**Work order**
Take every line from the data that has the word "bool" in it.

(Collection entries)
_ _ _ _ _ _ _

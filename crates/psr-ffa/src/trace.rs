#![forbid(unsafe_code)]

//! Structured per-run diagnostics for the folding driver.
//!
//! Replaces ad-hoc diagnostic printing with trace records a caller can
//! drain and inspect; nothing here affects the numeric results.

use std::sync::atomic::{AtomicU64, Ordering};
use std::sync::{Mutex, OnceLock};

use psr_runtime::RuntimeMode;

/// How the reshaper made the sample count fit a power-of-two row count.
#[derive(Debug, Clone, Copy, PartialEq, Eq)]
pub enum PaddingDecision {
    /// Appended `zeros` zero samples to fill the last rows.
    Padded { zeros: usize },
    /// Dropped `dropped` trailing samples and halved the row count, because
    /// padding would have injected too much zero energy.
    Truncated { dropped: usize },
}

#[derive(Debug, Clone, PartialEq)]
pub struct FoldTrace {
    pub operation_id: String,
    pub n_samples: usize,
    pub trial_period: usize,
    pub rows: usize,
    pub levels: u32,
    pub decision: PaddingDecision,
    pub mode: RuntimeMode,
    pub timing_ns: u128,
}

impl FoldTrace {
    #[must_use]
    pub fn to_json_line(&self) -> String {
        let (decision, sample_delta) = match self.decision {
            PaddingDecision::Padded { zeros } => ("padded", zeros),
            PaddingDecision::Truncated { dropped } => ("truncated", dropped),
        };
        format!(
            "{{\"operation_id\":\"{}\",\"n_samples\":{},\"trial_period\":{},\"rows\":{},\"levels\":{},\"decision\":\"{}\",\"sample_delta\":{},\"mode\":\"{}\",\"timing_ns\":{}}}",
            self.operation_id,
            self.n_samples,
            self.trial_period,
            self.rows,
            self.levels,
            decision,
            sample_delta,
            runtime_mode_name(self.mode),
            self.timing_ns,
        )
    }
}

static TRACE_LOG: OnceLock<Mutex<Vec<FoldTrace>>> = OnceLock::new();
static OPERATION_COUNTER: AtomicU64 = AtomicU64::new(1);

fn trace_log() -> &'static Mutex<Vec<FoldTrace>> {
    TRACE_LOG.get_or_init(|| Mutex::new(Vec::new()))
}

pub(crate) fn next_operation_id() -> String {
    let next = OPERATION_COUNTER.fetch_add(1, Ordering::Relaxed);
    format!("ffa-op-{next:016x}")
}

pub(crate) fn record_trace(trace: FoldTrace) {
    if let Ok(mut log) = trace_log().lock() {
        log.push(trace);
    }
}

/// Drain all accumulated fold traces.
#[must_use]
pub fn take_fold_traces() -> Vec<FoldTrace> {
    if let Ok(mut log) = trace_log().lock() {
        let mut out = Vec::with_capacity(log.len());
        std::mem::swap(&mut *log, &mut out);
        return out;
    }
    Vec::new()
}

fn runtime_mode_name(mode: RuntimeMode) -> &'static str {
    match mode {
        RuntimeMode::Strict => "Strict",
        RuntimeMode::Hardened => "Hardened",
    }
}
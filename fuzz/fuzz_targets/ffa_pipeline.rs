#![no_main]

use arbitrary::Arbitrary;
use libfuzzer_sys::fuzz_target;
use psr_ffa::{FfaOptions, best_period, ffa};
use psr_runtime::RuntimeMode;

#[derive(Debug, Arbitrary)]
struct PipelineInput {
    samples: Vec<f64>,
    period: u8,
    hardened: bool,
}

fuzz_target!(|input: PipelineInput| {
    let samples: Vec<f64> = input.samples.iter().copied().take(2048).collect();
    let mode = if input.hardened {
        RuntimeMode::Hardened
    } else {
        RuntimeMode::Strict
    };
    let opts = FfaOptions::default().with_mode(mode);

    let Ok(search) = ffa(&samples, usize::from(input.period), &opts) else {
        return;
    };

    if search.periods.len() != search.profiles.rows() {
        panic!("one period estimate per profile row");
    }
    if !search.profiles.rows().is_power_of_two() {
        panic!("row count must stay a power of two");
    }
    let best = best_period(&search.periods, &search.profiles)
        .expect("driver outputs always agree in length");
    if best.row >= search.profiles.rows() {
        panic!("best row out of range");
    }
});
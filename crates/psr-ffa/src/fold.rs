#![forbid(unsafe_code)]

use std::time::Instant;

use psr_runtime::RuntimeMode;

use crate::combine::process_column;
use crate::matrix::FoldMatrix;
use crate::periods::compute_periods;
use crate::trace::{FoldTrace, PaddingDecision, next_operation_id, record_trace};
use crate::{FfaError, FfaOptions, FfaResult};

/// Outcome of reshaping the sample sequence for folding.
#[derive(Debug, Clone, PartialEq)]
pub struct Reshaped {
    /// `2^exponent` rows by `period` columns, row-major from the input.
    pub matrix: FoldMatrix,
    /// Power-of-two exponent of the row count; also the number of
    /// combination levels the driver will run.
    pub exponent: u32,
    /// Whether the samples were zero-padded or truncated to fit.
    pub decision: PaddingDecision,
}

/// Reshape 1-D samples into a fold matrix with `period`-length rows.
///
/// The row count is the smallest power of two strictly greater than
/// `samples.len() / period` — strictly, even when the natural row count is
/// already an exact power of two; the padding rule below relies on that
/// conservative rounding. If filling the extra rows would take more zeros
/// than half the real sample count, the zeros would dilute the
/// signal-to-noise ratio too far, so the exponent is decremented and the
/// sample tail is dropped instead.
pub fn reshape_data(samples: &[f64], period: usize) -> FfaResult<Reshaped> {
    if period == 0 {
        return Err(FfaError::ZeroTrialPeriod);
    }
    let n = samples.len();
    let candidate_rows = n / period;
    if candidate_rows < 1 {
        return Err(FfaError::TrialPeriodTooLong {
            period,
            samples: n,
        });
    }

    let mut exponent = candidate_rows.ilog2() + 1;
    let mut rows = 1usize << exponent;
    let num_pad = rows * period - n;

    if num_pad < n / 2 {
        let mut data = samples.to_vec();
        data.resize(rows * period, 0.0);
        let matrix = FoldMatrix::from_flat(data, rows, period)?;
        Ok(Reshaped {
            matrix,
            exponent,
            decision: PaddingDecision::Padded { zeros: num_pad },
        })
    } else {
        exponent -= 1;
        rows /= 2;
        let kept = rows * period;
        let matrix = FoldMatrix::from_flat(samples[..kept].to_vec(), rows, period)?;
        Ok(Reshaped {
            matrix,
            exponent,
            decision: PaddingDecision::Truncated { dropped: n - kept },
        })
    }
}

/// Result of a full FFA search: one period estimate per profile row.
#[derive(Debug, Clone, PartialEq)]
pub struct FfaSearch {
    /// `periods[r]` is the approximate trial period of `profiles` row `r`.
    pub periods: Vec<f64>,
    pub profiles: FoldMatrix,
}

/// Search `samples` for pulses with period between `period` and
/// `period + 1` samples.
///
/// Reshapes once, then runs one combination level per power of two in the
/// row count; every level's output feeds the next, so the passes execute
/// strictly in order. The computation is deterministic: identical inputs
/// produce bit-identical outputs.
pub fn ffa(samples: &[f64], period: usize, options: &FfaOptions) -> FfaResult<FfaSearch> {
    validate_finite(samples, options)?;

    let started = Instant::now();
    let Reshaped {
        mut matrix,
        exponent,
        decision,
    } = reshape_data(samples, period)?;

    for step in 1..=exponent {
        matrix = process_column(&matrix, step)?;
    }

    let periods = compute_periods(&matrix);
    record_trace(FoldTrace {
        operation_id: next_operation_id(),
        n_samples: samples.len(),
        trial_period: period,
        rows: matrix.rows(),
        levels: exponent,
        decision,
        mode: options.mode,
        timing_ns: started.elapsed().as_nanos(),
    });

    Ok(FfaSearch {
        periods,
        profiles: matrix,
    })
}

fn validate_finite(samples: &[f64], options: &FfaOptions) -> FfaResult<()> {
    let should_check = options.check_finite || options.mode == RuntimeMode::Hardened;
    if should_check && samples.iter().any(|value| !value.is_finite()) {
        return Err(FfaError::NonFiniteInput);
    }
    Ok(())
}

#[cfg(test)]
mod tests {
    use psr_runtime::RuntimeMode;

    use super::{ffa, reshape_data};
    use crate::trace::PaddingDecision;
    use crate::{FfaError, FfaOptions};

    #[test]
    fn reshape_pads_when_few_zeros_are_needed() {
        // 20 samples, period 3: 6 natural rows, rounded up to 8, 4 zeros.
        let samples: Vec<f64> = (0..20).map(f64::from).collect();
        let reshaped = reshape_data(&samples, 3).expect("valid input");
        assert_eq!(reshaped.exponent, 3);
        assert_eq!(reshaped.matrix.rows(), 8);
        assert_eq!(reshaped.decision, PaddingDecision::Padded { zeros: 4 });
        assert_eq!(&reshaped.matrix.as_slice()[..20], samples.as_slice());
        assert!(reshaped.matrix.as_slice()[20..].iter().all(|&v| v == 0.0));
    }

    #[test]
    fn reshape_truncates_when_padding_would_dominate() {
        // 65 samples, period 8: 8 natural rows, rounded up to 16, which
        // would need 63 zeros against 32 allowed; drops to 8 rows instead.
        let samples: Vec<f64> = (0..65).map(f64::from).collect();
        let reshaped = reshape_data(&samples, 8).expect("valid input");
        assert_eq!(reshaped.exponent, 3);
        assert_eq!(reshaped.matrix.rows(), 8);
        assert_eq!(reshaped.decision, PaddingDecision::Truncated { dropped: 1 });
        assert_eq!(&reshaped.matrix.as_slice()[..], &samples[..64]);
    }

    #[test]
    fn reshape_single_whole_period_collapses_to_one_row() {
        // period == sample count: natural row count 1, exponent 1, and the
        // 8 zeros needed are not under half of 8, so truncation wins.
        let samples = [1.0, 0.0, 0.0, 0.0, 0.0, 0.0, 0.0, 0.0];
        let reshaped = reshape_data(&samples, 8).expect("valid input");
        assert_eq!(reshaped.exponent, 0);
        assert_eq!(reshaped.matrix.rows(), 1);
        assert_eq!(reshaped.matrix.row(0), &samples);
    }

    #[test]
    fn reshape_rejects_zero_period() {
        assert_eq!(
            reshape_data(&[1.0, 2.0], 0).expect_err("period 0"),
            FfaError::ZeroTrialPeriod
        );
    }

    #[test]
    fn reshape_rejects_period_longer_than_samples() {
        assert_eq!(
            reshape_data(&[1.0, 2.0, 3.0], 4).expect_err("period > n"),
            FfaError::TrialPeriodTooLong {
                period: 4,
                samples: 3,
            }
        );
    }

    #[test]
    fn ffa_runs_every_level_and_sizes_outputs_together() {
        let samples: Vec<f64> = (0..40).map(|i| f64::from(i % 5)).collect();
        let search = ffa(&samples, 5, &FfaOptions::default()).expect("valid input");
        assert_eq!(search.periods.len(), search.profiles.rows());
        assert_eq!(search.profiles.period(), 5);
    }

    #[test]
    fn ffa_hardened_rejects_non_finite_samples() {
        let mut samples = vec![1.0; 16];
        samples[3] = f64::NAN;
        let opts = FfaOptions::default().with_mode(RuntimeMode::Hardened);
        assert_eq!(
            ffa(&samples, 4, &opts).expect_err("NaN under hardened mode"),
            FfaError::NonFiniteInput
        );
    }

    #[test]
    fn ffa_strict_lets_non_finite_samples_through() {
        let mut samples = vec![1.0; 16];
        samples[3] = f64::INFINITY;
        let search = ffa(&samples, 4, &FfaOptions::default()).expect("strict mode folds anyway");
        assert!(search.profiles.as_slice().iter().any(|v| v.is_infinite()));
    }
}
#![forbid(unsafe_code)]

//! Shared runtime infrastructure for the pulsar-search workspace.
//!
//! ## Module layout
//!
//! | Module | Contents                                             |
//! |--------|------------------------------------------------------|
//! | `mode` | [`RuntimeMode`] enum (Strict / Hardened)             |
//! | crate  | structured test logging, tolerance assertion helpers |

pub mod mode;

pub use mode::RuntimeMode;

use std::time::{SystemTime, UNIX_EPOCH};

use serde::{Deserialize, Serialize};

/// Timestamp utility for log entries.
#[must_use]
pub fn now_unix_ms() -> u64 {
    SystemTime::now()
        .duration_since(UNIX_EPOCH)
        .map_or(0, |d| d.as_millis() as u64)
}

// ═══════════════════════════════════════════════════════════════════
// Test Helpers — Shared assertion and logging utilities
// ═══════════════════════════════════════════════════════════════════

/// Structured test log entry for forensic comparison across runs.
#[derive(Debug, Clone, Serialize, Deserialize)]
pub struct TestLogEntry {
    pub test_id: String,
    pub timestamp_ms: u64,
    pub level: TestLogLevel,
    pub module: String,
    pub message: String,
    #[serde(skip_serializing_if = "Option::is_none")]
    pub seed: Option<u64>,
    #[serde(skip_serializing_if = "Option::is_none")]
    pub mode: Option<RuntimeMode>,
    #[serde(skip_serializing_if = "Option::is_none")]
    pub result: Option<TestResult>,
}

#[derive(Debug, Clone, Copy, PartialEq, Eq, Serialize, Deserialize)]
#[serde(rename_all = "lowercase")]
pub enum TestLogLevel {
    Info,
    Warn,
    Error,
    Debug,
}

#[derive(Debug, Clone, Copy, PartialEq, Eq, Serialize, Deserialize)]
#[serde(rename_all = "lowercase")]
pub enum TestResult {
    Pass,
    Fail,
    Skip,
    Warn,
}

impl TestLogEntry {
    #[must_use]
    pub fn new(
        test_id: impl Into<String>,
        module: impl Into<String>,
        message: impl Into<String>,
    ) -> Self {
        Self {
            test_id: test_id.into(),
            timestamp_ms: now_unix_ms(),
            level: TestLogLevel::Info,
            module: module.into(),
            message: message.into(),
            seed: None,
            mode: None,
            result: None,
        }
    }

    #[must_use]
    pub fn with_result(mut self, result: TestResult) -> Self {
        self.result = Some(result);
        self
    }

    #[must_use]
    pub fn with_seed(mut self, seed: u64) -> Self {
        self.seed = Some(seed);
        self
    }

    #[must_use]
    pub fn with_mode(mut self, mode: RuntimeMode) -> Self {
        self.mode = Some(mode);
        self
    }

    /// Serialize to JSON line for structured logging.
    #[must_use]
    pub fn to_json_line(&self) -> String {
        serde_json::to_string(self).unwrap_or_else(|_| String::from("{}"))
    }
}

/// Assert two f64 values are close within combined absolute and relative tolerance.
///
/// Uses the formula: |actual - expected| <= atol + rtol * |expected|
pub fn assert_close(actual: f64, expected: f64, atol: f64, rtol: f64) {
    let tol = atol + rtol * expected.abs();
    assert!(
        (actual - expected).abs() <= tol,
        "assert_close failed: actual={actual} expected={expected} diff={} tol={tol} (atol={atol}, rtol={rtol})",
        (actual - expected).abs()
    );
}

/// Assert two f64 slices are element-wise close within tolerance.
pub fn assert_close_slice(actual: &[f64], expected: &[f64], atol: f64, rtol: f64) {
    assert_eq!(
        actual.len(),
        expected.len(),
        "assert_close_slice: length mismatch: actual={} expected={}",
        actual.len(),
        expected.len()
    );
    for (idx, (a, e)) in actual.iter().zip(expected.iter()).enumerate() {
        let tol = atol + rtol * e.abs();
        assert!(
            (a - e).abs() <= tol,
            "assert_close_slice[{idx}]: actual={a} expected={e} diff={} tol={tol}",
            (a - e).abs()
        );
    }
}
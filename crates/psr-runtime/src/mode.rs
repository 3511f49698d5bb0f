#![forbid(unsafe_code)]

//! Runtime mode definitions for Strict (legacy-compatible) and Hardened operation.

use serde::{Deserialize, Serialize};

/// Operational mode governing compatibility/safety trade-offs.
///
/// - **Strict**: permissive numeric handling; non-finite samples flow through
///   the fold arithmetic and malformed catalog fields surface only where a
///   derived accessor actually needs them.
/// - **Hardened**: extra safety layer; rejects non-finite samples before
///   folding and non-finite parses in catalog accessors.
#[derive(Debug, Clone, Copy, PartialEq, Eq, Serialize, Deserialize)]
pub enum RuntimeMode {
    Strict,
    Hardened,
}
#![forbid(unsafe_code)]

//! Fast Folding Algorithm (FFA) search core.
//!
//! Searches a uniformly sampled time series for pulses with a period between
//! `period` and `period + 1` samples by folding at all intermediate trial
//! periods simultaneously. The reduction is a binary combination tree over
//! cyclically shifted partial sums (Staelin 1969): structurally an FFT
//! butterfly, except the twiddle is an integer phase rotation and the
//! combine operator is plain addition. Total work is O(N log N) against
//! O(N·K) for K independent folds.
//!
//! ## Module layout
//!
//! | Module    | Contents                                                  |
//! |-----------|-----------------------------------------------------------|
//! | `matrix`  | [`FoldMatrix`] flat row-major fold matrix                 |
//! | `combine` | [`shift_and_add`] pair combiner, [`process_column`] level |
//! | `fold`    | [`reshape_data`] reshaper, [`ffa`] driver                 |
//! | `periods` | [`compute_periods`] row-to-period map, [`best_period`]    |
//! | `trace`   | [`FoldTrace`] structured per-run diagnostics              |

pub mod combine;
pub mod fold;
pub mod matrix;
pub mod periods;
pub mod trace;

pub use combine::{process_column, shift_and_add};
pub use fold::{FfaSearch, Reshaped, ffa, reshape_data};
pub use matrix::FoldMatrix;
pub use periods::{BestRow, best_period, compute_periods};
pub use trace::{FoldTrace, PaddingDecision, take_fold_traces};

use psr_runtime::RuntimeMode;
use thiserror::Error;

pub type FfaResult<T> = Result<T, FfaError>;

#[derive(Debug, Error, Clone, PartialEq, Eq)]
pub enum FfaError {
    #[error("trial period must be greater than zero")]
    ZeroTrialPeriod,
    #[error("trial period {period} does not fit a single fold of {samples} samples")]
    TrialPeriodTooLong { period: usize, samples: usize },
    #[error("row length mismatch: upper has {upper} columns, lower has {lower}")]
    RowLengthMismatch { upper: usize, lower: usize },
    #[error("fold matrix rows and period must be greater than zero")]
    EmptyShape,
    #[error("matrix data length {actual} does not match rows x period = {expected}")]
    LengthMismatch { expected: usize, actual: usize },
    #[error("fold matrix shape product overflows")]
    ShapeOverflow,
    #[error("level index must be at least 1")]
    ZeroLevel,
    #[error("level {level} incompatible with {rows} rows: radix {radix} does not divide the row count")]
    LevelIncompatible {
        level: u32,
        rows: usize,
        radix: usize,
    },
    #[error("periods length {periods} does not match {rows} matrix rows")]
    PeriodCountMismatch { periods: usize, rows: usize },
    #[error("non-finite sample rejected by policy")]
    NonFiniteInput,
}

/// Common options shared by the folding entrypoints.
#[derive(Debug, Clone, Copy, PartialEq, Eq)]
pub struct FfaOptions {
    pub mode: RuntimeMode,
    pub check_finite: bool,
}

impl Default for FfaOptions {
    fn default() -> Self {
        Self {
            mode: RuntimeMode::Strict,
            check_finite: false,
        }
    }
}

impl FfaOptions {
    #[must_use]
    pub fn with_mode(mut self, mode: RuntimeMode) -> Self {
        self.mode = mode;
        self
    }

    #[must_use]
    pub fn with_check_finite(mut self, check_finite: bool) -> Self {
        self.check_finite = check_finite;
        self
    }
}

_ _ _ _ _ _ _

**Answer space**
    hardened: bool,
    pub check_finite: bool,
    pub fn with_check_finite(mut self, check_finite: bool) -> Self {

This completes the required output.